Ces séminaires doivent permettre également d’apprendre la conciliation, d’acquérir une bonne imprégnation de cette posture nouvelle dans le monde hospitalier, nouvelle car elle n’apparaît pas dans le cursus des études médicales. Donc il faut apprendre, et détecter le plus tôt possible les situations de conflit et enfin trouver et impliquer des pairs aidants.

l faut faire le distingo entre médiation et conciliation.

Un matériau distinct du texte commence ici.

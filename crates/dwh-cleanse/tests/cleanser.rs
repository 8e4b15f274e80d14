use chrono::NaiveDate;
use proptest::prelude::*;

use dwh_cleanse::customer::clean_customers;
use dwh_cleanse::{CleanOutput, Cleanser};
use dwh_ingest::StagingArea;
use dwh_model::{CustomerRaw, Entity, ErpCustomerRaw, ErpLocationRaw, SalesRaw};

fn customer(id: &str, first: &str, created: &str) -> CustomerRaw {
    CustomerRaw {
        cst_id: id.to_string(),
        cst_key: format!("AW000{id}"),
        cst_firstname: first.to_string(),
        cst_lastname: "Huang".to_string(),
        cst_marital_status: "S".to_string(),
        cst_gndr: "M".to_string(),
        cst_create_date: created.to_string(),
    }
}

fn sample_staging() -> StagingArea {
    StagingArea {
        customers: vec![
            customer("11001", "Eugene", "2025-10-06"),
            customer("11001", "Eugène", "2025-10-07"),
            customer("", "Nobody", "2025-10-07"),
        ],
        sales: vec![SalesRaw {
            sls_ord_num: "SO43698".to_string(),
            sls_prd_key: "BK-M82S-44".to_string(),
            sls_cust_id: "11001".to_string(),
            sls_order_dt: "20101229".to_string(),
            sls_ship_dt: "20110105".to_string(),
            sls_due_dt: "20110110".to_string(),
            sls_sales: "999".to_string(),
            sls_quantity: "3".to_string(),
            sls_price: "10".to_string(),
        }],
        erp_customers: vec![ErpCustomerRaw {
            cid: "NASAW00011001".to_string(),
            bdate: "2099-01-01".to_string(),
            gender: "Male".to_string(),
        }],
        erp_locations: vec![ErpLocationRaw {
            cid: "AW-00011001".to_string(),
            cntry: "USA".to_string(),
        }],
        ..StagingArea::default()
    }
}

fn as_of() -> NaiveDate {
    NaiveDate::from_ymd_opt(2026, 10, 19).expect("date")
}

#[test]
fn transform_all_applies_every_rule() {
    let clean = Cleanser::new(as_of()).transform_all(&sample_staging());

    assert_eq!(clean.customers.rows.len(), 1);
    assert_eq!(clean.customers.rows[0].first_name.as_deref(), Some("Eugène"));
    assert_eq!(clean.customers.report.duplicates_dropped, 1);
    assert_eq!(clean.customers.report.rejected_count(), 1);

    assert_eq!(clean.sales.rows[0].amount, Some(30.0));
    assert_eq!(clean.sales.report.repaired, 1);

    assert_eq!(clean.erp_customers.rows[0].customer_number, "AW00011001");
    assert_eq!(clean.erp_customers.rows[0].birth_date, None);
    assert_eq!(clean.erp_locations.rows[0].country, "United States");

    assert!(clean.products.is_empty());
    assert_eq!(clean.rejected_count(), 1);
}

#[test]
fn transform_single_entity() {
    let output = Cleanser::new(as_of()).transform(&sample_staging(), Entity::ErpLocation);

    let CleanOutput::ErpLocations(table) = output else {
        panic!("expected locations");
    };
    assert_eq!(table.rows.len(), 1);
    assert_eq!(table.report.entity, Entity::ErpLocation);
}

proptest! {
    #[test]
    fn customer_dedup_ignores_row_order(
        days in proptest::collection::vec(1u32..28, 1..8),
        seed in any::<u64>(),
    ) {
        let rows: Vec<CustomerRaw> = days
            .iter()
            .enumerate()
            .map(|(idx, day)| customer("42", &format!("v{idx}"), &format!("2024-03-{day:02}")))
            .collect();
        let mut shuffled = rows.clone();
        let len = shuffled.len();
        let rotate = usize::try_from(seed % len as u64).unwrap_or(0);
        shuffled.rotate_left(rotate);
        shuffled.reverse();

        let forward = clean_customers(&rows);
        let reordered = clean_customers(&shuffled);

        prop_assert_eq!(forward.rows.len(), 1);
        prop_assert_eq!(&forward.rows, &reordered.rows);
        let latest = days.iter().max().copied().unwrap_or_default();
        prop_assert_eq!(
            forward.rows[0].create_date,
            NaiveDate::from_ymd_opt(2024, 3, latest)
        );
    }
}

Le médiateur a des principes et des obligations dans sa fonction : indépendance, neutralité, confidentialité, impartialité. Nous allons construire une charte de médiation à l’intention des hôpitaux et énonçant ces principes et obligations.
Les niveaux locaux internes à l’hôpital (CVH) ou régionaux (CPR) ne peuvent garantir que ces principes soient respectés (comment garantir la neutralité, l’indépendance, l’impartialité quand qu’il s’agit de pairs avec lesquels on travaille éventuellement tous les jours ?). En interne et avec des pairs, seule la conciliation est possible, mais pas la médiation. Néanmoins, la conciliation peut poser les bases de la médiation.

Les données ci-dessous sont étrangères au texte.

//! Extract reading into typed staging records.

use std::fs::File;
use std::io::Read;
use std::path::Path;

use csv::{ReaderBuilder, StringRecord, Trim};
use dwh_model::StagedRecord;

use crate::error::{IngestError, Result};

use super::header::{check_header, normalize_header};

fn io_error(path: &Path, source: std::io::Error) -> IngestError {
    if source.kind() == std::io::ErrorKind::NotFound {
        IngestError::FileNotFound {
            path: path.to_path_buf(),
        }
    } else {
        IngestError::FileRead {
            path: path.to_path_buf(),
            source,
        }
    }
}

fn csv_error(path: &Path, err: csv::Error) -> IngestError {
    let message = err.to_string();
    match err.into_kind() {
        csv::ErrorKind::Io(source) => io_error(path, source),
        _ => IngestError::CsvParse {
            path: path.to_path_buf(),
            message,
        },
    }
}

/// Detect encoding and validate it's supported (UTF-8 only).
///
/// Checks for UTF-16 BOM markers which are not supported.
pub fn validate_encoding(path: &Path) -> Result<()> {
    let mut file = File::open(path).map_err(|e| io_error(path, e))?;

    let mut buffer = [0u8; 4];
    let bytes_read = file.read(&mut buffer).map_err(|e| io_error(path, e))?;

    if bytes_read >= 2 {
        if buffer[0..2] == [0xFF, 0xFE] {
            return Err(IngestError::UnsupportedEncoding {
                path: path.to_path_buf(),
                encoding: "UTF-16 LE",
            });
        }
        if buffer[0..2] == [0xFE, 0xFF] {
            return Err(IngestError::UnsupportedEncoding {
                path: path.to_path_buf(),
                encoding: "UTF-16 BE",
            });
        }
    }

    Ok(())
}

fn is_blank(record: &StringRecord) -> bool {
    record.iter().all(|field| field.trim().is_empty())
}

/// Reads an extract into staging records of type `R`.
///
/// The header must match `R::ENTITY`'s layout and every record must have
/// exactly as many fields as the header. Values are kept verbatim; fully
/// blank lines are skipped.
pub fn read_staged<R: StagedRecord>(path: &Path) -> Result<Vec<R>> {
    validate_encoding(path)?;

    let mut reader = ReaderBuilder::new()
        .has_headers(true)
        .flexible(true)
        .trim(Trim::None)
        .from_path(path)
        .map_err(|e| csv_error(path, e))?;

    let headers: Vec<String> = reader
        .headers()
        .map_err(|e| csv_error(path, e))?
        .iter()
        .map(normalize_header)
        .collect();
    check_header(R::ENTITY, path, &headers)?;

    let expected = headers.len();
    let mut rows = Vec::new();
    for result in reader.records() {
        let record = result.map_err(|e| csv_error(path, e))?;
        if is_blank(&record) {
            continue;
        }
        if record.len() != expected {
            return Err(IngestError::RecordLength {
                path: path.to_path_buf(),
                line: record.position().map_or(0, csv::Position::line),
                expected,
                found: record.len(),
            });
        }
        let row: R = record
            .deserialize(None)
            .map_err(|e| csv_error(path, e))?;
        rows.push(row);
    }
    Ok(rows)
}
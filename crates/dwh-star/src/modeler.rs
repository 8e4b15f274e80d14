//! Dimensional modeling stage entry point.

use std::time::Instant;

use dwh_cleanse::CleanSet;
use dwh_model::{ErrorKind, Stage};
use tracing::{error, info, info_span, warn};

use crate::customer::build_customer_dim;
use crate::error::Result;
use crate::integrity::verify_integrity;
use crate::product::build_product_dim;
use crate::sales::{OrphanTally, build_sales_fact};
use crate::schema::StarSchema;

/// Outcome of one modeling run.
#[derive(Debug, Clone, PartialEq)]
pub struct StarBuild {
    pub schema: StarSchema,
    /// Sale lines excluded because a dimension key could not be resolved.
    pub orphan_count: usize,
    pub orphans: OrphanTally,
}

/// Assembles conformed dimensions and the sales fact from clean entities.
#[derive(Debug, Clone, Copy, Default)]
pub struct DimensionalModeler;

impl DimensionalModeler {
    pub fn new() -> Self {
        Self
    }

    /// Builds a complete schema and verifies referential integrity.
    ///
    /// Orphaned sale lines are counted, never raised. An integrity
    /// violation in the assembled schema is fatal.
    pub fn build(&self, clean: &CleanSet) -> Result<StarBuild> {
        let span = info_span!("model");
        let _guard = span.enter();
        let start = Instant::now();

        let (customers, customer_keys) = build_customer_dim(
            &clean.customers.rows,
            &clean.erp_customers.rows,
            &clean.erp_locations.rows,
        );
        let (products, product_keys) =
            build_product_dim(&clean.products.rows, &clean.erp_categories.rows);
        let (sales, orphans) = build_sales_fact(&clean.sales.rows, &customer_keys, &product_keys);

        if orphans.total > 0 {
            warn!(
                stage = %Stage::Model,
                kind = %ErrorKind::OrphanReference,
                orphan_count = orphans.total,
                missing_customer = orphans.missing_customer,
                missing_product = orphans.missing_product,
                "sale lines excluded from fact table"
            );
        }

        let schema = StarSchema {
            customers,
            products,
            sales,
        };
        verify_integrity(&schema).inspect_err(|err| {
            error!(
                stage = %Stage::Model,
                kind = %err.kind(),
                message = %err,
                "referential integrity check failed"
            );
        })?;

        info!(
            stage = %Stage::Model,
            customers = schema.customers.len(),
            products = schema.products.len(),
            sales = schema.sales.len(),
            orphan_count = orphans.total,
            duration_ms = start.elapsed().as_millis() as u64,
            "star schema assembled"
        );
        Ok(StarBuild {
            schema,
            orphan_count: orphans.total,
            orphans,
        })
    }
}
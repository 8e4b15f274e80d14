//! Value interpretation shared by the entity rules.
//!
//! Raw staging values are text. These helpers turn them into typed values,
//! returning `None` for anything blank or unparseable.

use chrono::{NaiveDate, NaiveDateTime};
use std::cmp::Ordering;

/// Returns the trimmed value, or `None` when blank.
pub fn non_blank(value: &str) -> Option<&str> {
    let trimmed = value.trim();
    if trimmed.is_empty() { None } else { Some(trimmed) }
}

/// Trimmed owned text, or `None` when blank.
pub fn clean_text(value: &str) -> Option<String> {
    non_blank(value).map(str::to_string)
}

/// Parse a decimal value.
///
/// Handles common numeric formats:
/// - Standard numbers: "123", "-45.67"
/// - Thousands separators: "1,234,567"
/// - Whitespace: "  123  "
///
/// Non-finite values are treated as unparseable.
pub fn parse_decimal(value: &str) -> Option<f64> {
    let trimmed = non_blank(value)?;
    let cleaned = trimmed
        .replace(',', "")
        .replace(' ', "")
        .replace('\u{a0}', "");
    cleaned.parse::<f64>().ok().filter(|number| number.is_finite())
}

/// Parse an integer, accepting integral decimals such as `"3.0"`.
pub fn parse_integer(value: &str) -> Option<i64> {
    let trimmed = non_blank(value)?;
    if let Ok(number) = trimmed.parse::<i64>() {
        return Some(number);
    }
    let number = parse_decimal(trimmed)?;
    if number.fract() == 0.0 && number.abs() < i64::MAX as f64 {
        Some(number as i64)
    } else {
        None
    }
}

/// Parse a calendar date.
///
/// Accepts `YYYY-MM-DD`, `YYYY-MM-DD HH:MM:SS`, `YYYY-MM-DDTHH:MM:SS`, and
/// compact `YYYYMMDD`. The value `0` and any other form yield `None`.
pub fn parse_date(value: &str) -> Option<NaiveDate> {
    let trimmed = non_blank(value)?;
    if trimmed.bytes().all(|b| b.is_ascii_digit()) {
        if trimmed.len() != 8 {
            return None;
        }
        return NaiveDate::parse_from_str(trimmed, "%Y%m%d").ok();
    }
    if let Ok(date) = NaiveDate::parse_from_str(trimmed, "%Y-%m-%d") {
        return Some(date);
    }
    ["%Y-%m-%d %H:%M:%S", "%Y-%m-%dT%H:%M:%S"]
        .iter()
        .find_map(|format| NaiveDateTime::parse_from_str(trimmed, format).ok())
        .map(|datetime| datetime.date())
}

/// Total order over optional decimals: `None` first, then by value.
pub fn cmp_decimal(a: Option<f64>, b: Option<f64>) -> Ordering {
    match (a, b) {
        (None, None) => Ordering::Equal,
        (None, Some(_)) => Ordering::Less,
        (Some(_), None) => Ordering::Greater,
        (Some(x), Some(y)) => x.total_cmp(&y),
    }
}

Le médiateur régional, pour respecter ces principes notamment d’indépendance et de neutralité, ne doit pas avoir de lien hiérarchique ni avec l’ ARS ni avec l’hôpital... De fait, il sera nommé par le ministre de la Santé sur proposition du médiateur national. Et pour garantir l’impartialité (et donc écouter tout le monde), et la confidentialité (secret professionnel), les médiateurs régionaux auront une formation certifiante. Le programme et les objectifs pédagogiques sont finalisés. Le ministère mettra en place cette formation et les personnes pressenties pour être médiateurs régionaux seront formés et titulaires, dans un premier temps, d’un certificat de médiateur puis d’un DU.

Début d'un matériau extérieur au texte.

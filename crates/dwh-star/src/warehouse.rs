//! Published star schema.

use std::sync::{Arc, PoisonError, RwLock};

use crate::schema::StarSchema;

/// Holds the most recently published schema.
///
/// A run assembles its schema completely before calling
/// [`Warehouse::publish`], which swaps it in under the write lock. Readers
/// hold an `Arc` snapshot and never observe a partially built schema.
#[derive(Debug, Default)]
pub struct Warehouse {
    current: RwLock<Arc<StarSchema>>,
}

impl Warehouse {
    pub fn new() -> Self {
        Self::default()
    }

    /// Current snapshot. Empty until the first publish.
    pub fn snapshot(&self) -> Arc<StarSchema> {
        let guard = self.current.read().unwrap_or_else(PoisonError::into_inner);
        Arc::clone(&guard)
    }

    /// Replaces the published schema, returning the previous one.
    pub fn publish(&self, schema: StarSchema) -> Arc<StarSchema> {
        let next = Arc::new(schema);
        let mut guard = self.current.write().unwrap_or_else(PoisonError::into_inner);
        std::mem::replace(&mut *guard, next)
    }
}
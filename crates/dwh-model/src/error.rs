//! Pipeline error taxonomy.
//!
//! Every stage-specific error converts into a [`PipelineError`], which carries
//! the originating [`Stage`], an [`ErrorKind`], and a human-readable message.

use serde::{Deserialize, Serialize};
use std::fmt;
use thiserror::Error;

/// Pipeline stage that produced an error or log event.
#[derive(Debug, Clone, Copy, PartialEq, Eq, Hash, Serialize, Deserialize)]
pub enum Stage {
    Load,
    Cleanse,
    Model,
    Publish,
}

impl Stage {
    pub fn as_str(&self) -> &'static str {
        match self {
            Stage::Load => "load",
            Stage::Cleanse => "cleanse",
            Stage::Model => "model",
            Stage::Publish => "publish",
        }
    }
}

impl fmt::Display for Stage {
    fn fmt(&self, f: &mut fmt::Formatter<'_>) -> fmt::Result {
        f.write_str(self.as_str())
    }
}

/// Error classification shared by all stages.
#[derive(Debug, Clone, Copy, PartialEq, Eq, Hash, Serialize, Deserialize)]
pub enum ErrorKind {
    /// Extract missing or unreadable.
    SourceUnavailable,
    /// Extract shape disagrees with the expected staging layout.
    SchemaMismatch,
    /// Business key missing or blank; the row cannot be repaired.
    ValidationError,
    /// Fact row cannot resolve a dimension key. Counted, never fatal.
    OrphanReference,
    /// A fact references a surrogate key absent from its dimension.
    ReferentialIntegrityViolation,
    /// Output could not be written or published.
    OutputFailure,
}

impl ErrorKind {
    pub fn code(&self) -> &'static str {
        match self {
            ErrorKind::SourceUnavailable => "SourceUnavailable",
            ErrorKind::SchemaMismatch => "SchemaMismatch",
            ErrorKind::ValidationError => "ValidationError",
            ErrorKind::OrphanReference => "OrphanReference",
            ErrorKind::ReferentialIntegrityViolation => "ReferentialIntegrityViolation",
            ErrorKind::OutputFailure => "OutputFailure",
        }
    }
}

impl fmt::Display for ErrorKind {
    fn fmt(&self, f: &mut fmt::Formatter<'_>) -> fmt::Result {
        f.write_str(self.code())
    }
}

/// Typed error returned to callers of the pipeline.
#[derive(Debug, Clone, Error, PartialEq, Eq)]
#[error("{stage} stage failed [{kind}]: {message}")]
pub struct PipelineError {
    pub stage: Stage,
    pub kind: ErrorKind,
    pub message: String,
}

impl PipelineError {
    pub fn new(stage: Stage, kind: ErrorKind, message: impl Into<String>) -> Self {
        Self {
            stage,
            kind,
            message: message.into(),
        }
    }
}

/// Errors raised while interpreting model values.
#[derive(Debug, Error, PartialEq, Eq)]
pub enum ModelError {
    #[error("unknown entity: {0}")]
    UnknownEntity(String),
}

/// Result type for pipeline operations.
pub type Result<T> = std::result::Result<T, PipelineError>;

Le réseau de médiateurs régionaux sera animé par le médiateur national.
Chaque année le médiateur national fera un rapport au ministre ; nous espérons le premier rapport de ce type pour fin 2019 début 2020. Ce rapport :
1) Fera le bilan de nos interventions en tentant de faire une typologie des secteurs ou des catégories qui ont été traitées ;
2) Fera des propositions à partir des cas d’espèce traités dans l’optique d’identifier ce qu’il faut faire évoluer et dans quel secteur ;
3) Mettra à disposition, à partir du bilan du réseau de médiateurs, une expérience partagée qui permettra de proposer des conseils aux établissements et notamment aux DRH pour améliorer le diagnostic précoce des situations conflictuelles, leur traitement et surtout leur prévention.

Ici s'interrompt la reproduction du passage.